Records from a collection:
mod common;

use anyhow::Result;
use assert_cmd::prelude::*;
use common::{CANONICAL, LICENSE, LICENSE_TEXT, PY_HEADER, boilerplate, read, write_files};
use predicates::prelude::*;
use tempfile::tempdir;

#[test]
fn test_adds_and_refreshes_headers() -> Result<()> {
  let temp_dir = tempdir()?;
  let root = temp_dir.path();
  write_files(
    root,
    &[
      ("LICENSE", LICENSE),
      ("app/main.py", "print('hello')\n"),
      ("app/old.py", "# Copyright (c) 2020-2021 CRS4\n\nx = 1\n"),
      ("web/index.html", "<html></html>\n"),
      ("web/app.ts", "export {};\n"),
      ("ci.yml", "on: push\n"),
    ],
  )?;

  boilerplate(root)?
    .assert()
    .success()
    .stdout(predicate::str::contains("Generating boilerplate... Done!"))
    .stdout(predicate::str::contains(" - app/main.py: created"))
    .stdout(predicate::str::contains(" - app/old.py: updated"))
    .stdout(predicate::str::contains(" - web/index.html: created"))
    .stdout(predicate::str::contains("DONE!"))
    .stdout(predicate::str::contains("0 files unchanged"))
    .stdout(predicate::str::contains("1 files updated"))
    .stdout(predicate::str::contains("4 files created"))
    .stdout(predicate::str::contains("0 errors"));

  // The license file itself carries the refreshed range
  assert_eq!(read(root, "LICENSE")?, LICENSE.replace("2020-2022", "2020-2025"));

  assert_eq!(read(root, "app/main.py")?, format!("{PY_HEADER}\nprint('hello')\n"));
  assert_eq!(read(root, "app/old.py")?, "# Copyright (c) 2020-2025 CRS4\n\nx = 1\n");
  assert_eq!(
    read(root, "web/index.html")?,
    format!("<!--\n{LICENSE_TEXT}-->\n\n<html></html>\n")
  );
  assert_eq!(read(root, "web/app.ts")?, format!("/*\n{LICENSE_TEXT}*/\n\nexport {{}};\n"));
  assert_eq!(read(root, "ci.yml")?, format!("{PY_HEADER}\non: push\n"));

  Ok(())
}

#[test]
fn test_second_run_is_idempotent() -> Result<()> {
  let temp_dir = tempdir()?;
  let root = temp_dir.path();
  write_files(
    root,
    &[
      ("LICENSE", LICENSE),
      ("a.py", "import os\n"),
      ("b.css", "body {}\n"),
      ("c.js", "\nconsole.log(1);\n"),
    ],
  )?;

  boilerplate(root)?.assert().success();
  let first = (read(root, "a.py")?, read(root, "b.css")?, read(root, "c.js")?);

  boilerplate(root)?
    .assert()
    .success()
    .stdout(predicate::str::contains("3 files unchanged"))
    .stdout(predicate::str::contains("0 files updated"))
    .stdout(predicate::str::contains("0 files created"));

  let second = (read(root, "a.py")?, read(root, "b.css")?, read(root, "c.js")?);
  assert_eq!(first, second);

  Ok(())
}

#[test]
fn test_empty_file_is_left_alone() -> Result<()> {
  let temp_dir = tempdir()?;
  let root = temp_dir.path();
  write_files(root, &[("LICENSE", LICENSE), ("pkg/__init__.py", "")])?;

  boilerplate(root)?
    .assert()
    .success()
    .stdout(predicate::str::contains(" - pkg/__init__.py: unchanged"));

  assert_eq!(read(root, "pkg/__init__.py")?, "");
  Ok(())
}

#[test]
fn test_shebang_is_preserved() -> Result<()> {
  let temp_dir = tempdir()?;
  let root = temp_dir.path();
  write_files(
    root,
    &[("LICENSE", LICENSE), ("run.py", "#!/usr/bin/env python3\nimport sys\n")],
  )?;

  boilerplate(root)?.assert().success();

  let content = read(root, "run.py")?;
  assert_eq!(content, format!("#!/usr/bin/env python3\n\n{PY_HEADER}\nimport sys\n"));
  assert!(content.starts_with("#!/usr/bin/env python3\n\n# Copyright"));
  Ok(())
}

#[test]
fn test_year_update_changes_nothing_else() -> Result<()> {
  let temp_dir = tempdir()?;
  let root = temp_dir.path();
  let original = "# Copyright (c) 2020-2022 CRS4\n# custom wording\n\nBANNER = 'Copyright (c) 2020-2022'\n";
  write_files(root, &[("LICENSE", LICENSE), ("banner.py", original)])?;

  boilerplate(root)?
    .assert()
    .success()
    .stdout(predicate::str::contains(" - banner.py: updated"));

  assert_eq!(read(root, "banner.py")?, original.replace("2020-2022", "2020-2025"));
  Ok(())
}

#[test]
fn test_unsupported_extension_is_skipped() -> Result<()> {
  let temp_dir = tempdir()?;
  let root = temp_dir.path();
  write_files(
    root,
    &[("LICENSE", LICENSE), ("data.json", "{\"a\": 1}\n"), ("Makefile", "all:\n")],
  )?;

  boilerplate(root)?
    .assert()
    .success()
    .stdout(predicate::str::contains("data.json").not())
    .stdout(predicate::str::contains("0 files created"))
    .stdout(predicate::str::contains("0 errors"));

  assert_eq!(read(root, "data.json")?, "{\"a\": 1}\n");
  assert_eq!(read(root, "Makefile")?, "all:\n");
  Ok(())
}

#[test]
fn test_css_block_header() -> Result<()> {
  let temp_dir = tempdir()?;
  let root = temp_dir.path();
  write_files(root, &[("LICENSE", LICENSE), ("style.css", "body { margin: 0; }\n")])?;

  boilerplate(root)?.assert().success();

  let content = read(root, "style.css")?;
  assert_eq!(content, format!("/*\n{LICENSE_TEXT}*/\n\nbody {{ margin: 0; }}\n"));
  assert_eq!(content.matches(CANONICAL).count(), 1);
  Ok(())
}

#[test]
fn test_excluded_directories_are_not_walked() -> Result<()> {
  let temp_dir = tempdir()?;
  let root = temp_dir.path();
  let untouched = "x = 1\n";
  write_files(
    root,
    &[
      ("LICENSE", LICENSE),
      ("src/keep.py", untouched),
      (".venv/lib.py", untouched),
      ("build/gen.py", untouched),
      ("dist/pkg.js", untouched),
      ("venv/site.py", untouched),
      ("node_modules/dep/index.js", untouched),
      ("target/out.py", untouched),
    ],
  )?;

  boilerplate(root)?
    .args(["--exclude-dir", "target"])
    .assert()
    .success()
    .stdout(predicate::str::contains("1 files created"));

  assert!(read(root, "src/keep.py")?.starts_with("# Copyright (c) 2020-2025"));
  for skipped in [
    ".venv/lib.py",
    "build/gen.py",
    "dist/pkg.js",
    "venv/site.py",
    "node_modules/dep/index.js",
    "target/out.py",
  ] {
    assert_eq!(read(root, skipped)?, untouched, "{skipped} should not be modified");
  }
  Ok(())
}

#[test]
fn test_excluded_files_are_listed_but_not_counted() -> Result<()> {
  let temp_dir = tempdir()?;
  let root = temp_dir.path();
  write_files(
    root,
    &[
      ("LICENSE", LICENSE),
      ("setup.py", "from setuptools import setup\n"),
      ("vendor.min.js", "!function(){}();\n"),
      ("app.py", "x = 1\n"),
    ],
  )?;

  boilerplate(root)?
    .args(["--exclude-file", "setup.py", "--exclude-file", "*.min.js"])
    .assert()
    .success()
    .stdout(predicate::str::contains(" - setup.py: excluded"))
    .stdout(predicate::str::contains(" - vendor.min.js: excluded"))
    .stdout(predicate::str::contains("1 files created"))
    .stdout(predicate::str::contains("0 files unchanged"));

  assert_eq!(read(root, "setup.py")?, "from setuptools import setup\n");
  assert_eq!(read(root, "vendor.min.js")?, "!function(){}();\n");
  Ok(())
}

#[test]
fn test_check_mode_writes_nothing() -> Result<()> {
  let temp_dir = tempdir()?;
  let root = temp_dir.path();
  write_files(
    root,
    &[
      ("LICENSE", LICENSE),
      ("new.py", "x = 1\n"),
      ("old.py", "# Copyright (c) 2020-2021 CRS4\n"),
    ],
  )?;

  boilerplate(root)?
    .arg("--check")
    .assert()
    .code(1)
    .stdout(predicate::str::contains("1 files to update"))
    .stdout(predicate::str::contains("1 files missing a header"))
    .stdout(predicate::str::contains("Run without --check"));

  assert_eq!(read(root, "LICENSE")?, LICENSE);
  assert_eq!(read(root, "new.py")?, "x = 1\n");
  assert_eq!(read(root, "old.py")?, "# Copyright (c) 2020-2021 CRS4\n");
  Ok(())
}

#[test]
fn test_check_mode_passes_on_current_tree() -> Result<()> {
  let temp_dir = tempdir()?;
  let root = temp_dir.path();
  write_files(root, &[("LICENSE", LICENSE), ("a.py", "x = 1\n")])?;

  boilerplate(root)?.assert().success();
  boilerplate(root)?.arg("--check").assert().success();
  Ok(())
}

#[test]
fn test_check_mode_shows_diff() -> Result<()> {
  let temp_dir = tempdir()?;
  let root = temp_dir.path();
  write_files(root, &[("LICENSE", LICENSE), ("a.py", "x = 1\n")])?;

  boilerplate(root)?
    .args(["--check", "--show-diff"])
    .assert()
    .code(1)
    .stderr(predicate::str::contains("+# Copyright (c) 2020-2025 CRS4"))
    .stderr(predicate::str::contains(" x = 1"));
  Ok(())
}

#[test]
fn test_unreadable_file_does_not_abort_the_run() -> Result<()> {
  let temp_dir = tempdir()?;
  let root = temp_dir.path();
  write_files(root, &[("LICENSE", LICENSE), ("a.py", "x = 1\n"), ("z.py", "y = 2\n")])?;
  std::fs::write(root.join("m.py"), [0xff, 0xfe, 0x00, 0x81])?;

  boilerplate(root)?
    .assert()
    .success()
    .stdout(predicate::str::contains(" - m.py: error"))
    .stdout(predicate::str::contains("2 files created"))
    .stdout(predicate::str::contains("1 errors"))
    .stderr(predicate::str::contains("Failed to read file"));

  assert!(read(root, "a.py")?.starts_with("# Copyright"));
  assert!(read(root, "z.py")?.starts_with("# Copyright"));
  assert_eq!(std::fs::read(root.join("m.py"))?, vec![0xff, 0xfe, 0x00, 0x81]);
  Ok(())
}

#[test]
fn test_missing_license_is_fatal() -> Result<()> {
  let temp_dir = tempdir()?;
  let root = temp_dir.path();
  write_files(root, &[("a.py", "x = 1\n")])?;

  boilerplate(root)?
    .assert()
    .failure()
    .stderr(predicate::str::contains("is missing or unreadable"));

  assert_eq!(read(root, "a.py")?, "x = 1\n");
  Ok(())
}

#[test]
fn test_malformed_license_is_fatal() -> Result<()> {
  let temp_dir = tempdir()?;
  let root = temp_dir.path();
  write_files(root, &[("LICENSE", "All rights reserved.\n"), ("a.py", "x = 1\n")])?;

  boilerplate(root)?
    .assert()
    .failure()
    .stderr(predicate::str::contains("does not contain a \"Copyright\" notice"));

  assert_eq!(read(root, "LICENSE")?, "All rights reserved.\n");
  assert_eq!(read(root, "a.py")?, "x = 1\n");
  Ok(())
}

#[test]
fn test_custom_license_file_and_root() -> Result<()> {
  let temp_dir = tempdir()?;
  let root = temp_dir.path();
  write_files(
    root,
    &[
      ("docs/COPYING", "Copyright (c) 2020-2024 Example\n"),
      ("project/a.py", "x = 1\n"),
    ],
  )?;

  boilerplate(root)?
    .args(["--license-file", "docs/COPYING", "project"])
    .assert()
    .success()
    .stdout(predicate::str::contains(" - a.py: created"));

  assert_eq!(read(root, "docs/COPYING")?, "Copyright (c) 2020-2025 Example\n");
  assert_eq!(
    read(root, "project/a.py")?,
    "# Copyright (c) 2020-2025 Example\n\n\nx = 1\n"
  );
  Ok(())
}

#[test]
fn test_json_report() -> Result<()> {
  let temp_dir = tempdir()?;
  let root = temp_dir.path();
  write_files(root, &[("LICENSE", LICENSE), ("a.py", "x = 1\n"), ("b.py", "")])?;

  boilerplate(root)?
    .args(["--report-json", "report.json"])
    .assert()
    .success()
    .stdout(predicate::str::contains("Generated JSON report at report.json"));

  let report: serde_json::Value = serde_json::from_str(&read(root, "report.json")?)?;
  assert_eq!(report["summary"]["created"], 1);
  assert_eq!(report["summary"]["unchanged"], 1);
  assert_eq!(report["summary"]["errors"], 0);
  assert_eq!(report["files"].as_array().map(Vec::len), Some(2));
  assert_eq!(report["files"][0]["status"], "created");
  assert_eq!(report["files"][1]["status"], "unchanged");
  assert!(report["generated_at"].is_string());
  Ok(())
}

**EXERCISE AIM:** Those lines above that contain the string "replace" should be returned.

**ANSWER FOR THE TASK:**
  assert_eq!(read(root, "LICENSE")?, LICENSE.replace("2020-2022", "2020-2025"));
  assert_eq!(read(root, "banner.py")?, original.replace("2020-2022", "2020-2025"));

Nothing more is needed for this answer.